» **PROBLEM TO SOLVE**: From the first line to the last, reproduce the records exactly as they appear below.

━━━━━ RECORD EXTRACTS

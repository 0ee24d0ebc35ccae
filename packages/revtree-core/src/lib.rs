#![forbid(unsafe_code)]
//! Revisioned entity tree (repository, model, object, field) with diff overlays,
//! read caches, and command synthesis under optimistic concurrency control.
//! Everything above the in-memory backend is written against the capability
//! traits in [`traits`], so overlays and caches stack on any backend.

pub mod command;
pub mod config;
pub mod diff;
pub mod error;
pub mod event;
mod execute;
pub mod ids;
pub mod memory;
pub mod read_cache;
pub mod replay;
pub mod rw_cache;
pub mod session;
pub mod traits;
pub mod transaction;
pub mod value;

pub use command::{
    AtomicCommand, ChangeType, Command, EntityCommand, FieldCommand, Outcome, RevisionCheck,
    Transaction,
};
pub use config::CacheConfig;
pub use diff::{DiffModel, DiffObject};
pub use error::{Error, Result};
pub use event::{AtomicEvent, EntityEvent, Event, EventRevisions, FieldEvent, TransactionEvent};
pub use ids::{
    is_valid_revision, Address, EntityKind, Id, Revision, REVISION_NOT_EXISTING,
    REVISION_UNDEFINED,
};
pub use memory::{MemoryField, MemoryModel, MemoryObject, MemoryRepository};
pub use read_cache::{Knowledge, ReadCachingModel, ReadCachingRepository};
pub use replay::{apply_event, apply_events, rebuild_model};
pub use rw_cache::ReadWriteCachingModel;
pub use session::{EntityState, SessionCachedModel};
pub use traits::{
    CommandExecutor, FieldView, ObjectView, ReadableField, ReadableModel, ReadableObject,
    ReadableRepository, RevisionWritableModel, SnapshotProvider, WritableField, WritableModel,
    WritableObject, WritableRepository,
};
pub use transaction::TransactionBuilder;
pub use value::Value;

━━━━━━━━━━

» **SOLUTION FOR THIS EXERCISE**:
repository 0ee24d0ebc35ccae
filename packages/revtree-core/src/lib.rs
#![forbid(unsafe_code)]
//! Revisioned entity tree (repository, model, object, field) with diff overlays,
//! read caches, and command synthesis under optimistic concurrency control.
//! Everything above the in-memory backend is written against the capability
//! traits in [`traits`], so overlays and caches stack on any backend.

pub mod command;
pub mod config;
pub mod diff;
pub mod error;
pub mod event;
mod execute;
pub mod ids;
pub mod memory;
pub mod read_cache;
pub mod replay;
pub mod rw_cache;
pub mod session;
pub mod traits;
pub mod transaction;
pub mod value;

pub use command::{
    AtomicCommand, ChangeType, Command, EntityCommand, FieldCommand, Outcome, RevisionCheck,
    Transaction,
};
pub use config::CacheConfig;
pub use diff::{DiffModel, DiffObject};
pub use error::{Error, Result};
pub use event::{AtomicEvent, EntityEvent, Event, EventRevisions, FieldEvent, TransactionEvent};
pub use ids::{
    is_valid_revision, Address, EntityKind, Id, Revision, REVISION_NOT_EXISTING,
    REVISION_UNDEFINED,
};
pub use memory::{MemoryField, MemoryModel, MemoryObject, MemoryRepository};
pub use read_cache::{Knowledge, ReadCachingModel, ReadCachingRepository};
pub use replay::{apply_event, apply_events, rebuild_model};
pub use rw_cache::ReadWriteCachingModel;
pub use session::{EntityState, SessionCachedModel};
pub use traits::{
    CommandExecutor, FieldView, ObjectView, ReadableField, ReadableModel, ReadableObject,
    ReadableRepository, RevisionWritableModel, SnapshotProvider, WritableField, WritableModel,
    WritableObject, WritableRepository,
};
pub use transaction::TransactionBuilder;
pub use value::Value;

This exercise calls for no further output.